Although the study evaluated whether testing at immunisation clinics could be used for surveillance, it also raises the issue of whether this sort of testing should be done on a routine basis for improved provision of care.

“We generally provide screening services when we have something to offer, and today, we believe we have something to offer,” said Dr. Rollins. He noted that screening is routinely offered for rarer health issues in children, such as neural tube defects (which occurs in one of 10,000 infants), Down's syndrome (seen in one in 600-1000 infants), congenital hyperthyroidism (found one in 3000). “We are looking at a prevalence of 7% of all children at six weeks being HIV-infected. By providing this type of screening, it provides a second chance to the woman to learn her status as well as her children, and it picks up those who maybe seroconverted during pregnancy or those who had declined antenatal testing in the first place. It gives us a very immediate referral to HIV care services for both mother and child, including feeding support.”

In the discussion that followed, Dr. Cheri Luo from UNICEF agreed that the implications of these results need to be considered in policy recommendations. “I think we need to look at what threshold we need to have before making HIV screening routine at immunisation clinics. I’m not sure we’d make the same argument in China or India [which have a lower HIV prevalence among the general population] but it is critically important to start talking to that as a public health approach — and whether this would be cost beneficial for countries.”

Implications for the PMTCT programme in KZN

Dr. Rollins believes that this surveillance method is fairly simple to implement and should be rolled out to monitor the efficiency of PMTCT programmes throughout the province and potentially the country. It could also help provide projections of what sort of HIV treatment and care will be needed by children in the future.

However, it does not provide reasons for why the system is not performing well.

Dr.
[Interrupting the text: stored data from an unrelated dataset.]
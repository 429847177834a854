// 🔐 Authentication guard for repositories
//
// `Authenticated` wraps any repository and asks its authenticator before
// every delegated call. How a session is obtained is up to the authenticator.

use crate::db::{KeyValueStore, Repository};
use crate::entities::{
    BillItem, BillKind, Direction, Job, JobPatch, JobStatus, NewBillItem, NewJob,
    NewTransaction, TransactionPatch, TransactionRecord,
};
use anyhow::{Context, Result};

pub trait Authenticator {
    /// Succeeds when a valid session exists (establishing one if needed)
    fn ensure_authenticated(&self) -> Result<()>;
}

/// Local storage needs no session
#[derive(Debug, Clone, Copy, Default)]
pub struct LocalSession;

impl Authenticator for LocalSession {
    fn ensure_authenticated(&self) -> Result<()> {
        Ok(())
    }
}

pub struct Authenticated<R, A> {
    inner: R,
    authenticator: A,
}

impl<R, A: Authenticator> Authenticated<R, A> {
    pub fn new(inner: R, authenticator: A) -> Self {
        Authenticated {
            inner,
            authenticator,
        }
    }

    pub fn inner(&self) -> &R {
        &self.inner
    }

    fn guard(&self) -> Result<()> {
        self.authenticator
            .ensure_authenticated()
            .context("Not authenticated")
    }
}

impl<R: Repository, A: Authenticator> Repository for Authenticated<R, A> {
    fn load_jobs(&self, statuses: Option<&[JobStatus]>) -> Result<Vec<Job>> {
        self.guard()?;
        self.inner.load_jobs(statuses)
    }

    fn get_job(&self, id: &str) -> Result<Option<Job>> {
        self.guard()?;
        self.inner.get_job(id)
    }

    fn create_job(&self, job: &NewJob) -> Result<Job> {
        self.guard()?;
        self.inner.create_job(job)
    }

    fn update_job(&self, id: &str, patch: &JobPatch) -> Result<Job> {
        self.guard()?;
        self.inner.update_job(id, patch)
    }

    fn delete_job(&self, id: &str) -> Result<()> {
        self.guard()?;
        self.inner.delete_job(id)
    }

    fn create_transaction(
        &self,
        job_id: &str,
        direction: Direction,
        transaction: &NewTransaction,
    ) -> Result<TransactionRecord> {
        self.guard()?;
        self.inner.create_transaction(job_id, direction, transaction)
    }

    fn create_transactions(
        &self,
        job_id: &str,
        direction: Direction,
        transactions: &[NewTransaction],
    ) -> Result<Vec<TransactionRecord>> {
        self.guard()?;
        self.inner.create_transactions(job_id, direction, transactions)
    }

    fn update_transaction(&self, id: &str, patch: &TransactionPatch) -> Result<TransactionRecord> {
        self.guard()?;
        self.inner.update_transaction(id, patch)
    }

    fn delete_transaction(&self, id: &str) -> Result<()> {
        self.guard()?;
        self.inner.delete_transaction(id)
    }

    fn create_bill_items(
        &self,
        job_id: &str,
        kind: BillKind,
        items: &[NewBillItem],
    ) -> Result<Vec<BillItem>> {
        self.guard()?;
        self.inner.create_bill_items(job_id, kind, items)
    }

    fn delete_bill_items(&self, job_id: &str, kind: BillKind) -> Result<()> {
        self.guard()?;
        self.inner.delete_bill_items(job_id, kind)
    }

    fn replace_bill_items(
        &self,
        job_id: &str,
        kind: BillKind,
        items: &[NewBillItem],
    ) -> Result<Vec<BillItem>> {
        self.guard()?;
        self.inner.replace_bill_items(job_id, kind, items)
    }
}

impl<R: KeyValueStore, A: Authenticator> KeyValueStore for Authenticated<R, A> {
    fn get_value(&self, key: &str) -> Result<Option<String>> {
        self.guard()?;
        self.inner.get_value(key)
    }

    fn set_value(&self, key: &str, value: &str) -> Result<()> {
        self.guard()?;
        self.inner.set_value(key, value)
    }
}

#[cfg(test)]
mod tests {
    use super::*;
    use crate::db::SqliteRepository;
    use anyhow::anyhow;
    use std::cell::Cell;

    struct CountingAuthenticator {
        calls: Cell<usize>,
        allow: bool,
    }

    impl CountingAuthenticator {
        fn new(allow: bool) -> Self {
            CountingAuthenticator {
                calls: Cell::new(0),
                allow,
            }
        }
    }

    impl Authenticator for CountingAuthenticator {
        fn ensure_authenticated(&self) -> Result<()> {
            self.calls.set(self.calls.get() + 1);
            if self.allow {
                Ok(())
            } else {
                Err(anyhow!("session expired"))
            }
        }
    }

    #[test]
    fn test_every_call_is_guarded() {
        let repo = Authenticated::new(
            SqliteRepository::open_in_memory().unwrap(),
            CountingAuthenticator::new(true),
        );

        let job = repo.create_job(&NewJob::new("Rifter", 1, JobStatus::Running)).unwrap();
        repo.load_jobs(None).unwrap();
        repo.set_value("sales_tax", "2").unwrap();

        assert_eq!(repo.authenticator.calls.get(), 3);
        assert!(repo.inner().get_job(&job.id).unwrap().is_some());
        // Direct access to the inner repository bypasses the guard
        assert_eq!(repo.authenticator.calls.get(), 3);
    }

    #[test]
    fn test_rejected_session_blocks_delegation() {
        let repo = Authenticated::new(
            SqliteRepository::open_in_memory().unwrap(),
            CountingAuthenticator::new(false),
        );

        let err = repo
            .create_job(&NewJob::new("Rifter", 1, JobStatus::Running))
            .unwrap_err();
        assert!(format!("{:#}", err).contains("session expired"));
        assert!(repo.inner().load_jobs(None).unwrap().is_empty());
    }

    #[test]
    fn test_local_session_always_passes() {
        let repo = Authenticated::new(SqliteRepository::open_in_memory().unwrap(), LocalSession);
        assert!(repo.get_value("missing").unwrap().is_none());
    }
}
Rollins suggested a number of possible reasons: “There’s a group for whom testing and nevirapine are effective but there’s also a high risk group of women who may have become infected during pregnancy or were in the window period and were missed by routine screening. And there’s probably a significant proportion of women who had not accessed services and therefore any form of intervention.”

He feels that the increase in infant mortality rates may be largely due to HIV infection of the infants in and of itself, altered feeding care practices in mothers who are infected (formula fed infants have consistently poorer survival in most resource-constrained settings). Other studies also report poorer survival in children whose mothers die of HIV and AIDS.
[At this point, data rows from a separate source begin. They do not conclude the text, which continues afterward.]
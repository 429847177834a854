// Typed errors at the library boundary.
// Repository plumbing stays on anyhow; callers match on these.

use thiserror::Error;

#[derive(Error, Debug)]
pub enum StoreError {
    #[error("Job not found: {0}")]
    JobNotFound(String),

    #[error("Transaction not found: {0}")]
    TransactionNotFound(String),

    #[error("Persistence error: {0:#}")]
    Persistence(#[from] anyhow::Error),

    #[error("Stored {created} transactions before failing: {source}")]
    PartialSubmit {
        created: usize,
        #[source]
        source: Box<StoreError>,
    },
}

pub type StoreResult<T> = std::result::Result<T, StoreError>;

#[derive(Error, Debug, PartialEq)]
pub enum PreviewError {
    #[error("No transaction group at index {0}")]
    GroupOutOfRange(usize),

    #[error("Group {0} is already stored and cannot be assigned")]
    DuplicateGroup(usize),

    #[error("Job {0} does not accept this kind of transaction")]
    IneligibleJob(String),
}

#[derive(Error, Debug)]
pub enum SettingsError {
    #[error("IO error: {0}")]
    Io(#[from] std::io::Error),

    #[error("Invalid settings file: {0}")]
    Json(#[from] serde_json::Error),

    #[error("Invalid sales tax percentage: {0}")]
    InvalidSalesTax(String),

    #[error("Settings storage error: {0:#}")]
    Storage(#[from] anyhow::Error),
}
“The implications are that the quality of the programme needs to be addressed and not just coverage,” Dr. Rollins said.

In the discussion session after the presentation, Dr. Harry Moultrie of Johannesburg asked whether Dr. Rollins had shown the South African Department of Health these data in order to encourage them to consider adding short-course AZT to the national PTMCT protocol. Other studies have shown that giving short-course AZT, in addition to sdNVP, and a short-course of post-natal AZT/3TC, result in lower rates of transmission than observed in HIVNET 012 — and these are now the PMTCT regimens recommended by WHO.

Dr. Rollins said that that he had presented this study with a smaller data set about a year ago to both the provincial and national officials, and that they had been very responsive to it.

However, the focus had been the quality of the programme and services being offered rather than the particular PMTCT protocol. The Department of Health in KZN is planning a series of interventions to improve the quality of the delivery of services delivered.

“What I think needs the most amount of work, is actually health systems intervention,” said Dr. Rollins.”How to help the facilities do the things that we already know, that’s actually the greater challenge. Its not just an issue of dual therapy. But the actual intervention is the health system’s support.”

References

Rollins H et al. HIV prevalence rates amongst 6 week old infants in South Africa: the case for universal screening at immunisation clinics. Sixteenth International AIDS Conference, Toronto, abstract THAC0104, 2006.